┌──

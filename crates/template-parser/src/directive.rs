//! Directive recognition and conversion.
//!
//! The tree builder records every attribute whose name looks like a directive.
//! Once the tree and the gap list are complete, each of them is rewritten into
//! a [`VDirective`]: the name is decomposed into name, argument and modifiers,
//! and the value is parsed by the sub-parser its directive calls for.

use crate::ast::{
    ScriptLang, VDirective, VDirectiveArgument, VDirectiveKey, VExpressionContainer, VIdentifier,
    VPlainAttribute, Variable,
};
use crate::error::{ParseError, ParseErrorKind};
use crate::script::{self, ParsedValue};
use once_cell::sync::Lazy;
use regex::Regex;
use source_map::{ByteOffset, LocationCalculator, Locator, Span};
use text_size::TextSize;

/// `v-name...` or a shorthand sigil, not ending in a sigil.
///
/// A name with a trailing sigil such as `v-on:click.` stays a plain
/// attribute, so the key parser only ever sees empty inner modifiers.
static DIRECTIVE_NAME: Lazy<Regex> =
    Lazy::new(|| Regex::new(r"^(?:v-|[.:@#]).*[^.:@#]$").expect("valid regex"));

/// Whether the attribute `raw_name` on element `element_name` is a directive.
pub(crate) fn is_directive(raw_name: &str, element_name: &str) -> bool {
    DIRECTIVE_NAME.is_match(raw_name)
        || raw_name == "slot-scope"
        || (element_name == "template" && raw_name == "scope")
}

/// Shared inputs of every conversion in one template.
pub(crate) struct DirectiveContext<'a> {
    /// The template text.
    pub text: &'a str,
    /// Calculator for the whole template.
    pub calc: &'a LocationCalculator,
    pub lang: ScriptLang,
    pub filters: bool,
}

impl DirectiveContext<'_> {
    fn locator(&self) -> &Locator {
        self.calc.locator()
    }

    /// Identifier for `raw[start..end]` of an attribute name at `base`.
    fn identifier(&self, base: ByteOffset, raw: &str, start: usize, end: usize) -> VIdentifier {
        self.named_identifier(base, start, end, &raw[start..end], &raw[start..end])
    }

    fn named_identifier(
        &self,
        base: ByteOffset,
        start: usize,
        end: usize,
        name: &str,
        raw_name: &str,
    ) -> VIdentifier {
        let span = Span::new(base + size(start), base + size(end));
        VIdentifier {
            name: name.to_string(),
            raw_name: raw_name.to_string(),
            span,
            loc: self.locator().location(span),
        }
    }

    fn invalid(&self, offset: ByteOffset, message: &str) -> ParseError {
        log::debug!("invalid directive at {}: {}", u32::from(offset), message);
        ParseError::new(
            ParseErrorKind::InvalidDirective {
                message: message.to_string(),
            },
            offset,
            self.locator().position(offset),
        )
    }
}

fn size(n: usize) -> TextSize {
    TextSize::from(n as u32)
}

/// A directive built from a plain attribute.
#[derive(Debug)]
pub(crate) struct ConvertedDirective {
    pub directive: VDirective,
    /// Variables the directive declares on its element.
    pub variables: Vec<Variable>,
    pub errors: Vec<ParseError>,
}

/// Rewrites `attribute` into a directive.
pub(crate) fn convert(attribute: &VPlainAttribute, ctx: &DirectiveContext<'_>) -> ConvertedDirective {
    let mut errors = Vec::new();
    let key = parse_key(&attribute.key, ctx, &mut errors);

    let name = key.name.name.as_str();
    let has_argument = key.argument.is_some();
    log::debug!(
        "converting {} to directive '{}'",
        attribute.key.raw_name,
        name
    );

    let mut variables = Vec::new();
    let value = attribute.value.as_ref().map(|literal| {
        let code = literal.value.as_str();
        let calc = value_calculator(literal.span, ctx);
        let parsed = match name {
            "for" => script::parse_v_for(code, &calc, ctx.lang),
            "on" if has_argument => script::parse_v_on(code, &calc, ctx.lang),
            "slot" | "slot-scope" | "scope" => script::parse_slot_scope(code, &calc, ctx.lang),
            "bind" => script::parse_expression(code, &calc, ctx.lang, ctx.filters),
            _ => script::parse_expression(code, &calc, ctx.lang, false),
        };
        let parsed = parsed.unwrap_or_else(|err| {
            errors.push(err);
            ParsedValue::default()
        });
        variables = parsed.variables;
        VExpressionContainer {
            expression: parsed.expression,
            references: parsed.references,
            span: literal.span,
            loc: literal.loc,
        }
    });

    ConvertedDirective {
        directive: VDirective {
            key,
            value,
            span: attribute.span,
            loc: attribute.loc,
        },
        variables,
        errors,
    }
}

/// A calculator whose index 0 is the first character of the value, past the
/// opening quote.
fn value_calculator(span: Span, ctx: &DirectiveContext<'_>) -> LocationCalculator {
    let start = ctx.locator().relative(span.start);
    let quoted = matches!(ctx.text.as_bytes().get(start), Some(b'"' | b'\''));
    let offset = if quoted { span.start + size(1) } else { span.start };
    ctx.calc.after_offset(offset)
}

/// Decomposes an attribute name into a [`VDirectiveKey`].
///
/// Attribute names never contain character references, so index `i` of the
/// raw name is host offset `key.span.start + i`.
fn parse_key(
    key: &VIdentifier,
    ctx: &DirectiveContext<'_>,
    errors: &mut Vec<ParseError>,
) -> VDirectiveKey {
    let raw = key.raw_name.as_str();
    let base = key.span.start;
    let mut modifiers = Vec::new();

    // The name, and where the argument (if any) begins.
    let (name, mut i, argument_follows) = match raw.as_bytes().first() {
        Some(b':') => (ctx.named_identifier(base, 0, 1, "bind", ":"), 1, true),
        Some(b'@') => (ctx.named_identifier(base, 0, 1, "on", "@"), 1, true),
        Some(b'#') => (ctx.named_identifier(base, 0, 1, "slot", "#"), 1, true),
        Some(b'.') => {
            modifiers.push(ctx.named_identifier(base, 0, 1, "prop", "."));
            (ctx.named_identifier(base, 0, 1, "bind", "."), 1, true)
        }
        _ if raw.starts_with("v-") => {
            let end = raw[2..]
                .find([':', '.'])
                .map_or(raw.len(), |n| n + 2);
            let name = ctx.identifier(base, raw, 2, end);
            match raw.as_bytes().get(end) {
                Some(b':') => (name, end + 1, true),
                _ => (name, end, false),
            }
        }
        // `slot-scope` and `scope`.
        _ => (ctx.identifier(base, raw, 0, raw.len()), raw.len(), false),
    };

    let mut argument = None;
    if argument_follows {
        if raw[i..].starts_with('[') {
            match matching_bracket(&raw[i..]) {
                Some(close) => {
                    let end = i + close + 1;
                    argument = Some(VDirectiveArgument::Dynamic(dynamic_argument(
                        raw, base, i, end, ctx, errors,
                    )));
                    i = end;
                    if i < raw.len() && raw.as_bytes()[i] != b'.' {
                        errors.push(ctx.invalid(
                            base + size(i),
                            "a dynamic argument must be followed by '.' or the end of the name",
                        ));
                        i = raw[i..].find('.').map_or(raw.len(), |n| n + i);
                    }
                }
                None => {
                    errors.push(ctx.invalid(base + size(i), "unterminated dynamic argument"));
                    i = raw.len();
                }
            }
        } else {
            let end = raw[i..].find('.').map_or(raw.len(), |n| n + i);
            if end > i {
                argument = Some(VDirectiveArgument::Static(ctx.identifier(base, raw, i, end)));
            }
            i = end;
        }
    }

    // Modifiers: `.a.b`; every segment must be non-empty.
    while i < raw.len() {
        debug_assert_eq!(raw.as_bytes()[i], b'.');
        let start = i + 1;
        let end = raw[start..].find('.').map_or(raw.len(), |n| n + start);
        if end == start {
            errors.push(ctx.invalid(base + size(i), "unexpected '.'"));
        } else {
            modifiers.push(ctx.identifier(base, raw, start, end));
        }
        i = end;
    }

    VDirectiveKey {
        name,
        argument,
        modifiers,
        span: key.span,
        loc: key.loc,
    }
}

/// Index of the `]` closing the `[` at the start of `text`.
fn matching_bracket(text: &str) -> Option<usize> {
    let mut depth = 0usize;
    for (i, b) in text.bytes().enumerate() {
        match b {
            b'[' => depth += 1,
            b']' => {
                depth -= 1;
                if depth == 0 {
                    return Some(i);
                }
            }
            _ => {}
        }
    }
    None
}

/// Parses `[expr]` at `raw[start..end]` as an expression container.
fn dynamic_argument(
    raw: &str,
    base: ByteOffset,
    start: usize,
    end: usize,
    ctx: &DirectiveContext<'_>,
    errors: &mut Vec<ParseError>,
) -> VExpressionContainer {
    let span = Span::new(base + size(start), base + size(end));
    let code = &raw[start + 1..end - 1];
    let calc = ctx.calc.after_offset(base + size(start + 1));
    let parsed = script::parse_expression(code, &calc, ctx.lang, false).unwrap_or_else(|err| {
        errors.push(err);
        ParsedValue::default()
    });
    VExpressionContainer {
        expression: parsed.expression,
        references: parsed.references,
        span,
        loc: ctx.locator().location(span),
    }
}

#[cfg(test)]
mod tests {
    use super::*;
    use pretty_assertions::assert_eq;
    use source_map::SourceOrigin;
    use std::rc::Rc;

    fn key_of(raw: &str) -> (VDirectiveKey, Vec<ParseError>) {
        let locator = Rc::new(Locator::new(raw, SourceOrigin::default()));
        let calc = LocationCalculator::new(locator, Rc::from(Vec::new()));
        let ctx = DirectiveContext {
            text: raw,
            calc: &calc,
            lang: ScriptLang::JavaScript,
            filters: true,
        };
        let span = Span::from_usize(0, raw.len());
        let key = VIdentifier {
            name: raw.to_string(),
            raw_name: raw.to_string(),
            span,
            loc: calc.locator().location(span),
        };
        let mut errors = Vec::new();
        let parsed = parse_key(&key, &ctx, &mut errors);
        (parsed, errors)
    }

    fn describe(key: &VDirectiveKey) -> (String, Option<String>, Vec<String>) {
        let argument = key.argument.as_ref().map(|a| match a {
            VDirectiveArgument::Static(id) => id.name.clone(),
            VDirectiveArgument::Dynamic(_) => "[dynamic]".to_string(),
        });
        let modifiers = key.modifiers.iter().map(|m| m.name.clone()).collect();
        (key.name.name.clone(), argument, modifiers)
    }

    #[test]
    fn test_recognizes_directives() {
        assert!(is_directive("v-if", "div"));
        assert!(is_directive(":foo", "div"));
        assert!(is_directive("@click", "div"));
        assert!(is_directive("#default", "template"));
        assert!(is_directive(".prop", "div"));
        assert!(is_directive("slot-scope", "div"));
        assert!(is_directive("scope", "template"));
        assert!(!is_directive("scope", "div"));
        assert!(!is_directive("class", "div"));
        assert!(!is_directive(":", "div"));
        assert!(!is_directive("v-", "div"));
    }

    #[test]
    fn test_full_syntax() {
        let (key, errors) = key_of("v-on:click.stop.prevent");
        assert!(errors.is_empty());
        assert_eq!(
            describe(&key),
            (
                "on".to_string(),
                Some("click".to_string()),
                vec!["stop".to_string(), "prevent".to_string()]
            )
        );
        assert_eq!(key.name.span, Span::from_usize(2, 4));
        assert_eq!(key.modifiers[1].span, Span::from_usize(16, 23));
    }

    #[test]
    fn test_shorthands() {
        assert_eq!(
            describe(&key_of(":value").0),
            ("bind".to_string(), Some("value".to_string()), vec![])
        );
        assert_eq!(
            describe(&key_of("@input.lazy").0),
            ("on".to_string(), Some("input".to_string()), vec!["lazy".to_string()])
        );
        assert_eq!(
            describe(&key_of("#header").0),
            ("slot".to_string(), Some("header".to_string()), vec![])
        );
        assert_eq!(
            describe(&key_of(".textContent").0),
            (
                "bind".to_string(),
                Some("textContent".to_string()),
                vec!["prop".to_string()]
            )
        );
    }

    #[test]
    fn test_modifiers_without_argument() {
        let (key, errors) = key_of("v-model.trim");
        assert!(errors.is_empty());
        assert_eq!(
            describe(&key),
            ("model".to_string(), None, vec!["trim".to_string()])
        );
    }

    #[test]
    fn test_dynamic_argument() {
        let (key, errors) = key_of("v-bind:[attrName].camel");
        assert!(errors.is_empty());
        let Some(VDirectiveArgument::Dynamic(container)) = &key.argument else {
            panic!("expected a dynamic argument");
        };
        assert_eq!(container.span, Span::from_usize(7, 17));
        assert_eq!(container.references.len(), 1);
        assert_eq!(container.references[0].name(), "attrName");
        assert_eq!(container.references[0].span(), Span::from_usize(8, 16));
        assert_eq!(key.modifiers.len(), 1);
    }

    #[test]
    fn test_empty_modifier_is_reported() {
        let (key, errors) = key_of("v-on:click..stop");
        assert_eq!(errors.len(), 1);
        assert_eq!(errors[0].code(), "x-invalid-directive");
        assert_eq!(errors[0].index, 10);
        assert_eq!(describe(&key).1, Some("click".to_string()));
        assert_eq!(key.modifiers.len(), 1);
        assert_eq!(key.modifiers[0].name, "stop");
    }

    #[test]
    fn test_trailing_sigil_is_not_a_directive() {
        assert!(!is_directive("v-on:click.", "div"));
        assert!(!is_directive(":", "div"));
        assert!(is_directive("v-on:click.stop", "div"));
    }

    #[test]
    fn test_bad_dynamic_argument_terminator() {
        let (_, errors) = key_of(":[name]x");
        assert_eq!(errors.len(), 1);
        assert_eq!(errors[0].code(), "x-invalid-directive");
        assert_eq!(errors[0].index, 7);
    }

    #[test]
    fn test_legacy_scope_names() {
        let (key, errors) = key_of("slot-scope");
        assert!(errors.is_empty());
        assert_eq!(describe(&key), ("slot-scope".to_string(), None, vec![]));
    }
}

└──

What you should do: What is needed is an exact copy of the lines from the start of the listing through the line where "usize, end: usize)" sits, please, both end lines included and nothing more.

Written response:
filename crates/template-parser/src/directive.rs
//! Directive recognition and conversion.
//!
//! The tree builder records every attribute whose name looks like a directive.
//! Once the tree and the gap list are complete, each of them is rewritten into
//! a [`VDirective`]: the name is decomposed into name, argument and modifiers,
//! and the value is parsed by the sub-parser its directive calls for.

use crate::ast::{
    ScriptLang, VDirective, VDirectiveArgument, VDirectiveKey, VExpressionContainer, VIdentifier,
    VPlainAttribute, Variable,
};
use crate::error::{ParseError, ParseErrorKind};
use crate::script::{self, ParsedValue};
use once_cell::sync::Lazy;
use regex::Regex;
use source_map::{ByteOffset, LocationCalculator, Locator, Span};
use text_size::TextSize;

/// `v-name...` or a shorthand sigil, not ending in a sigil.
///
/// A name with a trailing sigil such as `v-on:click.` stays a plain
/// attribute, so the key parser only ever sees empty inner modifiers.
static DIRECTIVE_NAME: Lazy<Regex> =
    Lazy::new(|| Regex::new(r"^(?:v-|[.:@#]).*[^.:@#]$").expect("valid regex"));

/// Whether the attribute `raw_name` on element `element_name` is a directive.
pub(crate) fn is_directive(raw_name: &str, element_name: &str) -> bool {
    DIRECTIVE_NAME.is_match(raw_name)
        || raw_name == "slot-scope"
        || (element_name == "template" && raw_name == "scope")
}

/// Shared inputs of every conversion in one template.
pub(crate) struct DirectiveContext<'a> {
    /// The template text.
    pub text: &'a str,
    /// Calculator for the whole template.
    pub calc: &'a LocationCalculator,
    pub lang: ScriptLang,
    pub filters: bool,
}

impl DirectiveContext<'_> {
    fn locator(&self) -> &Locator {
        self.calc.locator()
    }

    /// Identifier for `raw[start..end]` of an attribute name at `base`.
    fn identifier(&self, base: ByteOffset, raw: &str, start: usize, end: usize) -> VIdentifier {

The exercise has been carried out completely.